Energy harvesting is the most environmentally friendly way to ensure electronic devices remain powered. Various hints and guidelines help achieve maximum efficiency when using solar cells or photovoltaic cells. This article starts by looking at the Electronic Engineering fundamentals of solar-cell exploitation and then moves on to a quick study of recent advances leading to higher efficiency.

Power Matching Yields optimal efficiency

When working with solar cells, assuming ohmic behavior – by and large – is a safe bet. Given that every power source has an internal resistance, a two-element system like the one shown in the figure emerges.


Power matching yields optimal efficiency on solar cells 

Power matching is required if the goal is to extract the maximum amount of power from the source. Calculus concludes that this state is reached when the source and the load impedance are equal – changes to voltages and currents are part and parcel of the equation. In the case of a solar panel, the source impedance changes in relationship to incoming light quality; an adjustable load is required. This is best accomplished via a set of circuits known as Maximum Power Point trackers. If the assignment involves many solar cells (e.g., for the power grid), purchasing them as an off-the-shelf component is usually the most economically efficient way. For smaller systems, integrated circuits like the ones discussed below are an attractive choice.


Efficiency increases due to improved Semiconductor Technology and Topologies

Most thermodynamic machines are limited in their efficiency output by various laws of physics.
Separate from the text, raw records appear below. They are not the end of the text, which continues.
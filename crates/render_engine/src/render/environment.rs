//! Equirectangular environment maps
//!
//! An HDR panorama used both as the visible background and as the source of
//! ambient image-based lighting.

use crate::assets::HdrImage;
use crate::foundation::math::{constants::PI, Vec3};

/// How an environment image is projected onto the sphere of directions
#[derive(Debug, Clone, Copy, PartialEq, Eq, Default)]
pub enum EnvironmentMapping {
    /// Latitude/longitude panorama sampled by reflection direction
    #[default]
    EquirectangularReflection,
}

/// Linear HDR radiance addressed by world direction
#[derive(Debug, Clone)]
pub struct EnvironmentMap {
    /// Source path or label
    pub name: String,
    /// Projection of the image
    pub mapping: EnvironmentMapping,
    image: HdrImage,
    average: Vec3,
}

impl EnvironmentMap {
    /// Wrap a decoded HDR panorama
    pub fn equirectangular(name: impl Into<String>, image: HdrImage) -> Self {
        let average = average_of(&image);
        Self {
            name: name.into(),
            mapping: EnvironmentMapping::EquirectangularReflection,
            image,
            average,
        }
    }

    /// Panorama dimensions (width, height)
    pub fn dimensions(&self) -> (u32, u32) {
        (self.image.width, self.image.height)
    }

    /// Mean radiance over all texels, used as the diffuse ambient term
    pub fn average_radiance(&self) -> Vec3 {
        self.average
    }

    /// Radiance arriving from `direction` (need not be normalized)
    pub fn sample_direction(&self, direction: Vec3) -> Vec3 {
        let (width, height) = (self.image.width, self.image.height);
        if width == 0 || height == 0 {
            return Vec3::zeros();
        }
        let Some(dir) = direction.try_normalize(f32::EPSILON) else {
            return self.average;
        };

        let u = dir.z.atan2(dir.x) / (2.0 * PI) + 0.5;
        let v = dir.y.clamp(-1.0, 1.0).asin() / PI + 0.5;

        let x = ((u * width as f32) as u32).min(width - 1);
        let y = (((1.0 - v) * height as f32) as u32).min(height - 1);
        self.image.pixel(x, y).map_or(self.average, Vec3::from)
    }
}

fn average_of(image: &HdrImage) -> Vec3 {
    if image.pixels.is_empty() {
        return Vec3::zeros();
    }
    let sum = image
        .pixels
        .iter()
        .fold(Vec3::zeros(), |acc, p| acc + Vec3::from(*p));
    sum / image.pixels.len() as f32
}
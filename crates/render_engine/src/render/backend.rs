//! # Render Backend Abstraction
//!
//! The [`Renderer`](crate::render::Renderer) resolves the scene graph into a
//! flat [`FrameData`] every frame and hands it to a [`RenderBackend`]. Backends
//! never see the scene graph itself: world matrices, light directions and
//! shadow matrices are already computed.
//!
//! Two backends ship with the engine:
//! - [`SoftwareRasterizer`](crate::render::SoftwareRasterizer): CPU reference
//!   renderer that produces an RGBA8 image
//! - [`RecordingBackend`]: keeps a summary of each frame, for headless runs
//!   and tests

use std::sync::{Arc, Mutex};

use thiserror::Error;

use crate::foundation::math::{Mat3, Mat4, Vec3};
use crate::render::{
    environment::EnvironmentMap, helpers::DebugLine, material::StandardMaterial, mesh::Geometry,
    renderer::ShadowMapSettings, texture::TextureStore, tone_mapping::ToneMapping,
};
use crate::scene::{NodeId, ShadowFlags};

/// Rendering errors
#[derive(Debug, Error)]
pub enum RenderError {
    /// Renderer or backend setup failed
    #[error("Renderer initialization failed: {0}")]
    InitializationFailed(String),

    /// A frame could not be produced
    #[error("Rendering failed: {0}")]
    RenderingFailed(String),

    /// Output surface size is unusable
    #[error("Invalid surface size {width}x{height}")]
    InvalidSize {
        /// Requested width
        width: u32,
        /// Requested height
        height: u32,
    },

    /// Backend-specific failure
    #[error("Backend error: {0}")]
    BackendError(String),
}

/// Result type for backend operations
pub type BackendResult<T> = Result<T, RenderError>;

/// One mesh to draw this frame
#[derive(Debug, Clone, Copy)]
pub struct DrawItem<'a> {
    /// Owning scene node
    pub node: NodeId,
    /// Object-space geometry
    pub geometry: &'a Geometry,
    /// Surface description
    pub material: &'a StandardMaterial,
    /// Object-to-world transform
    pub world: Mat4,
    /// Inverse-transpose of the world matrix's upper 3x3
    pub normal_matrix: Mat3,
    /// Shadow participation
    pub shadow: ShadowFlags,
}

/// Shadow parameters resolved for one light
#[derive(Debug, Clone, Copy, PartialEq)]
pub struct ShadowData {
    /// World to shadow clip space
    pub view_projection: Mat4,
    /// Depth comparison offset
    pub bias: f32,
    /// World-space offset along the receiver normal
    pub normal_bias: f32,
    /// Shadow map size in texels
    pub map_size: (u32, u32),
}

/// A directional light resolved to world space
#[derive(Debug, Clone, Copy, PartialEq)]
pub struct LightData {
    /// Owning scene node
    pub node: NodeId,
    /// World-space position
    pub position: Vec3,
    /// Unit direction the light travels
    pub direction: Vec3,
    /// Colour times intensity
    pub radiance: Vec3,
    /// Present when the light casts shadows and shadows are enabled
    pub shadow: Option<ShadowData>,
}

/// Everything a backend needs to produce one frame
#[derive(Debug, Clone)]
pub struct FrameData<'a> {
    /// Monotonic frame counter
    pub frame_index: u64,
    /// Drawing buffer size in physical pixels
    pub width: u32,
    /// Drawing buffer size in physical pixels
    pub height: u32,
    /// World to view
    pub view: Mat4,
    /// View to clip
    pub projection: Mat4,
    /// Camera world position
    pub camera_position: Vec3,
    /// Meshes in traversal order
    pub draws: Vec<DrawItem<'a>>,
    /// Directional lights
    pub lights: Vec<LightData>,
    /// Helper line segments
    pub lines: Vec<DebugLine>,
    /// Backdrop behind all geometry
    pub background: Option<&'a EnvironmentMap>,
    /// Ambient lighting source
    pub environment: Option<&'a EnvironmentMap>,
    /// Scale on the ambient environment term
    pub environment_intensity: f32,
    /// Texture storage referenced by materials
    pub textures: &'a TextureStore,
    /// HDR to display operator
    pub tone_mapping: ToneMapping,
    /// Exposure fed to the tone mapper
    pub exposure: f32,
    /// Shadow filtering configuration
    pub shadow_map: ShadowMapSettings,
    /// Multisampling request
    pub antialias: bool,
}

impl FrameData<'_> {
    /// Total triangles across all draws
    pub fn triangle_count(&self) -> usize {
        self.draws.iter().map(|d| d.geometry.triangle_count()).sum()
    }
}

/// # Render Backend Trait
///
/// Implemented by anything that can turn a [`FrameData`] into pixels (or,
/// for recording backends, into a log entry).
pub trait RenderBackend {
    /// Short backend name for logs
    fn name(&self) -> &str;

    /// Resize the output surface to `width` x `height` physical pixels
    fn resize(&mut self, width: u32, height: u32) -> BackendResult<()>;

    /// Produce one frame
    fn render_frame(&mut self, frame: &FrameData<'_>) -> BackendResult<()>;

    /// Last rendered image as tightly packed RGBA8, if the backend keeps one
    fn read_pixels(&self) -> Option<(u32, u32, &[u8])> {
        None
    }
}

/// Summary of one frame seen by a [`RecordingBackend`]
#[derive(Debug, Clone, PartialEq)]
pub struct FrameSummary {
    /// Frame counter from the renderer
    pub frame_index: u64,
    /// Drawing buffer size
    pub size: (u32, u32),
    /// Projection matrix used
    pub projection: Mat4,
    /// Camera position used
    pub camera_position: Vec3,
    /// Number of meshes drawn
    pub draw_count: usize,
    /// Number of triangles submitted
    pub triangle_count: usize,
    /// Meshes flagged to cast shadows
    pub shadow_casters: usize,
    /// Meshes flagged to receive shadows
    pub shadow_receivers: usize,
    /// Resolved lights
    pub lights: Vec<LightData>,
    /// Helper line count
    pub line_count: usize,
    /// Whether a background was set
    pub has_background: bool,
    /// Ambient scale
    pub environment_intensity: f32,
    /// Tone mapping operator
    pub tone_mapping: ToneMapping,
    /// Exposure
    pub exposure: f32,
}

/// Shared list of recorded frames
pub type FrameLog = Arc<Mutex<Vec<FrameSummary>>>;

/// Backend that records what it was asked to draw
#[derive(Debug, Default)]
pub struct RecordingBackend {
    size: (u32, u32),
    log: FrameLog,
}

impl RecordingBackend {
    /// Create a backend with an empty log
    pub fn new() -> Self {
        Self::default()
    }

    /// Handle to the log, usable after the backend has been boxed into a renderer
    pub fn log(&self) -> FrameLog {
        Arc::clone(&self.log)
    }

    /// Current surface size
    pub fn size(&self) -> (u32, u32) {
        self.size
    }
}

impl RenderBackend for RecordingBackend {
    fn name(&self) -> &str {
        "recording"
    }

    fn resize(&mut self, width: u32, height: u32) -> BackendResult<()> {
        if width == 0 || height == 0 {
            return Err(RenderError::InvalidSize { width, height });
        }
        self.size = (width, height);
        Ok(())
    }

    fn render_frame(&mut self, frame: &FrameData<'_>) -> BackendResult<()> {
        let count = |flag: ShadowFlags| frame.draws.iter().filter(|d| d.shadow.contains(flag)).count();
        let summary = FrameSummary {
            frame_index: frame.frame_index,
            size: (frame.width, frame.height),
            projection: frame.projection,
            camera_position: frame.camera_position,
            draw_count: frame.draws.len(),
            triangle_count: frame.triangle_count(),
            shadow_casters: count(ShadowFlags::CAST),
            shadow_receivers: count(ShadowFlags::RECEIVE),
            lights: frame.lights.clone(),
            line_count: frame.lines.len(),
            has_background: frame.background.is_some(),
            environment_intensity: frame.environment_intensity,
            tone_mapping: frame.tone_mapping,
            exposure: frame.exposure,
        };
        log::trace!("Recorded frame {} ({} draws)", summary.frame_index, summary.draw_count);

        self.log
            .lock()
            .map_err(|_| RenderError::BackendError("frame log lock poisoned".to_string()))?
            .push(summary);
        Ok(())
    }
}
A good example would be the Carnot process, which limits classic combustion engines. In the case of solar cells, the most common limit is the Shockley–Queisser limit, which postulates that a single PN gateway can reach a maximum efficiency of around 30%. Solar cells have, by and large, converged to about 27% as of 2023. Multi-junction cells work around this problem by combining multiple PN gateways in one cell. In laboratory settings, some of these have reached efficiencies far above the Shockley-Queisser limit; they are also available on the market. In practice, however, increased efficiency only sometimes translates to a lower total cost of ownership. Advanced cells such as the multi-pn-elements discussed above cost factors more than their slightly less efficient colleagues, limiting their use to cases such as aerospace where weight is at a premium.
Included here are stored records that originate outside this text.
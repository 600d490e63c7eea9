//! Output surface dimensions

/// Upper bound applied to the device pixel ratio
///
/// High-density displays report ratios of 3 or more; rendering beyond 2x
/// costs far more than it visibly adds.
pub const MAX_PIXEL_RATIO: f32 = 2.0;

/// Logical size of the output surface plus the display's pixel density
#[derive(Debug, Clone, Copy, PartialEq)]
pub struct Viewport {
    /// Logical width in window units
    pub width: u32,
    /// Logical height in window units
    pub height: u32,
    /// Pixel ratio reported by the display (before capping)
    pub device_pixel_ratio: f32,
}

impl Viewport {
    /// Create a viewport; zero dimensions are raised to one so the aspect stays finite
    pub fn new(width: u32, height: u32, device_pixel_ratio: f32) -> Self {
        Self {
            width: width.max(1),
            height: height.max(1),
            device_pixel_ratio,
        }
    }

    /// Width divided by height
    pub fn aspect(&self) -> f32 {
        self.width as f32 / self.height as f32
    }

    /// Pixel ratio to render with
    pub fn pixel_ratio(&self) -> f32 {
        capped_pixel_ratio(self.device_pixel_ratio)
    }
}

/// Clamp a reported device pixel ratio to [`MAX_PIXEL_RATIO`]
///
/// Non-finite or non-positive reports fall back to 1.
pub fn capped_pixel_ratio(device_pixel_ratio: f32) -> f32 {
    if device_pixel_ratio.is_finite() && device_pixel_ratio > 0.0 {
        device_pixel_ratio.min(MAX_PIXEL_RATIO)
    } else {
        1.0
    }
}

#[cfg(test)]
mod tests {
    use super::*;

    #[test]
    fn test_pixel_ratio_is_capped_at_two() {
        for ratio in [0.5_f32, 1.0, 1.25, 1.5, 2.0, 2.5, 3.0, 4.0] {
            assert_eq!(capped_pixel_ratio(ratio), ratio.min(2.0));
        }
    }

    #[test]
    fn test_invalid_ratio_falls_back() {
        assert_eq!(capped_pixel_ratio(0.0), 1.0);
        assert_eq!(capped_pixel_ratio(f32::NAN), 1.0);
        assert_eq!(capped_pixel_ratio(-2.0), 1.0);
    }

    #[test]
    fn test_aspect() {
        let viewport = Viewport::new(1920, 1080, 3.0);
        assert_eq!(viewport.aspect(), 1920.0 / 1080.0);
        assert_eq!(viewport.pixel_ratio(), 2.0);
    }
}
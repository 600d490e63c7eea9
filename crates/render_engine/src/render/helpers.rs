//! Debug visualisation helpers

use crate::foundation::math::Vec3;
use crate::render::{camera::OrthographicCamera, Color};
use crate::scene::NodeId;

/// One coloured world-space line segment
#[derive(Debug, Clone, Copy, PartialEq)]
pub struct DebugLine {
    /// Segment start
    pub start: Vec3,
    /// Segment end
    pub end: Vec3,
    /// Line colour
    pub color: Color,
}

/// Outline of a directional light's shadow camera
///
/// The helper follows the light: its lines are rebuilt from the shadow
/// camera every frame, so moving the light or retargeting it moves the box.
#[derive(Debug, Clone, PartialEq)]
pub struct CameraHelper {
    /// Scene node holding the directional light
    pub light: NodeId,
    /// Line colour
    pub color: Color,
}

/// Corner pairs of the view box, indices into [`OrthographicCamera::frustum_corners`]
const EDGES: [(usize, usize); 12] = [
    (0, 1), (1, 2), (2, 3), (3, 0),
    (4, 5), (5, 6), (6, 7), (7, 4),
    (0, 4), (1, 5), (2, 6), (3, 7),
];

impl CameraHelper {
    /// Helper for the light stored at `light`
    pub fn new(light: NodeId) -> Self {
        Self {
            light,
            color: Color::from_hex(0xffaa00),
        }
    }

    /// The twelve edges of the camera's view box
    pub fn lines(&self, camera: &OrthographicCamera) -> Vec<DebugLine> {
        let corners = camera.frustum_corners();
        EDGES
            .iter()
            .map(|&(a, b)| DebugLine {
                start: corners[a],
                end: corners[b],
                color: self.color,
            })
            .collect()
    }
}

#[cfg(test)]
mod tests {
    use super::*;
    use approx::assert_relative_eq;

    #[test]
    fn test_box_edges_follow_camera() {
        let helper = CameraHelper::new(NodeId::default());
        let mut camera = OrthographicCamera::new(-5.0, 5.0, 5.0, -5.0, 0.5, 15.0);
        camera.position = Vec3::new(0.0, 20.0, 0.0);
        camera.target = Vec3::zeros();
        camera.up = Vec3::z();

        let lines = helper.lines(&camera);
        assert_eq!(lines.len(), 12);

        // Near plane sits 0.5 below the light, far plane 15 below
        let near_y = lines[0].start.y;
        let far_y = lines[4].start.y;
        assert_relative_eq!(near_y, 19.5, epsilon = 1e-3);
        assert_relative_eq!(far_y, 5.0, epsilon = 1e-3);

        // Every edge is either 10 (box side) or 14.5 (depth) long
        for line in &lines {
            let length = (line.end - line.start).norm();
            assert!((length - 10.0).abs() < 1e-3 || (length - 14.5).abs() < 1e-3, "edge {length}");
        }
    }
}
Energy Harvesting via Integrated Circuits

When working on medium-scale (as in residential or small business) energy-generation applications, using a premanufactured Maximum Power Point Tracker, or MPPT for short, is usually the most economical. On the other hand, ready-made integrated circuits are available for energy harvesting. A good example is STMicroelectronics SPV1050 range, which combines the energy harvesting logic with a low dropout regulator onto a single semiconductor die. This leads to simple schematics such as the one shown in the figure.

Energy harvesting via integrated circuits 

Such “all in one” solutions are available from multiple semiconductor vendors and – usually – provide output currents of up to 100 mA due to thermal limits on the small semiconductor dies. Higher current charging can be accomplished at the expense of lower integration. An example is the SPV1040, which uses schematics similar to the ones shown in the figure.
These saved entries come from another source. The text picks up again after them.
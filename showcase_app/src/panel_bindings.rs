//! Debug panel controls
//!
//! Each group is registered at the bootstrap step that creates the object it
//! edits, so the panel lists controls in scene construction order.

use render_engine::debug::{DebugPanel, PanelError};
use render_engine::render::ToneMapping;

use crate::bootstrap::SceneState;

/// Slider resolution shared by every numeric control
const STEP: f32 = 0.001;

/// Panel type of the showcase
pub type ShowcasePanel = DebugPanel<SceneState>;

/// `environmentIntensity`
pub fn environment(panel: &mut ShowcasePanel) -> Result<(), PanelError> {
    panel.add_range(
        "environmentIntensity",
        0.0,
        10.0,
        STEP,
        |s: &SceneState| s.scene.environment_intensity,
        |s: &mut SceneState, v| s.scene.environment_intensity = v,
    )
}

/// `lightIntensity`, `lightX`, `lightY`, `lightZ` and `color`
pub fn light(panel: &mut ShowcasePanel) -> Result<(), PanelError> {
    panel.add_range(
        "lightIntensity",
        0.0,
        10.0,
        STEP,
        |s: &SceneState| s.light().map_or(0.0, |l| l.intensity),
        |s: &mut SceneState, v| {
            if let Some(light) = s.light_mut() {
                light.intensity = v;
            }
        },
    )?;

    for (axis, label) in ["lightX", "lightY", "lightZ"].into_iter().enumerate() {
        panel.add_range(
            label,
            -10.0,
            10.0,
            STEP,
            move |s: &SceneState| s.light_position()[axis],
            move |s: &mut SceneState, v| s.set_light_axis(axis, v),
        )?;
    }

    panel.add_color(
        "color",
        |s: &SceneState| s.light().map_or(0, |l| l.color.to_hex()),
        |s: &mut SceneState, hex| {
            if let Some(light) = s.light_mut() {
                light.color.set_hex(hex);
            }
        },
    )
}

/// `castShadow`, `normalBias` and `bias`
pub fn shadow(panel: &mut ShowcasePanel) -> Result<(), PanelError> {
    panel.add_toggle(
        "castShadow",
        |s: &SceneState| s.light().is_some_and(|l| l.cast_shadow),
        |s: &mut SceneState, on| {
            if let Some(light) = s.light_mut() {
                light.cast_shadow = on;
            }
        },
    )?;
    panel.add_range(
        "normalBias",
        -0.05,
        0.05,
        STEP,
        |s: &SceneState| s.light().map_or(0.0, |l| l.shadow.normal_bias),
        |s: &mut SceneState, v| {
            if let Some(light) = s.light_mut() {
                light.shadow.normal_bias = v;
            }
        },
    )?;
    panel.add_range(
        "bias",
        -0.05,
        0.05,
        STEP,
        |s: &SceneState| s.light().map_or(0.0, |l| l.shadow.bias),
        |s: &mut SceneState, v| {
            if let Some(light) = s.light_mut() {
                light.shadow.bias = v;
            }
        },
    )
}

/// `toneMapping` and `toneMappingExposure`
pub fn tone_mapping(panel: &mut ShowcasePanel) -> Result<(), PanelError> {
    let labels = ToneMapping::ALL.map(ToneMapping::label);
    panel.add_choice(
        "toneMapping",
        &labels,
        |s: &SceneState| s.renderer.tone_mapping.index(),
        |s: &mut SceneState, index| {
            if let Some(mode) = ToneMapping::from_index(index) {
                s.renderer.tone_mapping = mode;
            }
        },
    )?;
    panel.add_range(
        "toneMappingExposure",
        0.0,
        10.0,
        STEP,
        |s: &SceneState| s.renderer.tone_mapping_exposure,
        |s: &mut SceneState, v| s.renderer.tone_mapping_exposure = v,
    )
}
Energy harvesting via integrated circuits on solar cells


Issues Related to Polar Panel Usage

When using solar panels in practical application, take care to avoid soiling of the panel surface. A classic example is the Insight Mars rover, which lost power due to excessive dust settling on its solar panels.

solar panel issues related to usage 

source: https://mars.nasa.gov/news/9191/nasas-insight-still-hunting-marsquakes-as-power-levels-diminish/?site=insight

This issue also occurs on Earth and must be considered if maintenance engineers will not easily reach the system in question. Research done on terrestrial solar panel applications has shown degradations ranging from 5 to 20% annually. On the other hand, aging is not a significant concern – high-quality panels age at a rate of less than 3% annually. The speed of aging can, of course, be reduced by thermal management – on the other hand, the highly variable availability of solar power output means that overprovisioning is recommended in almost all cases.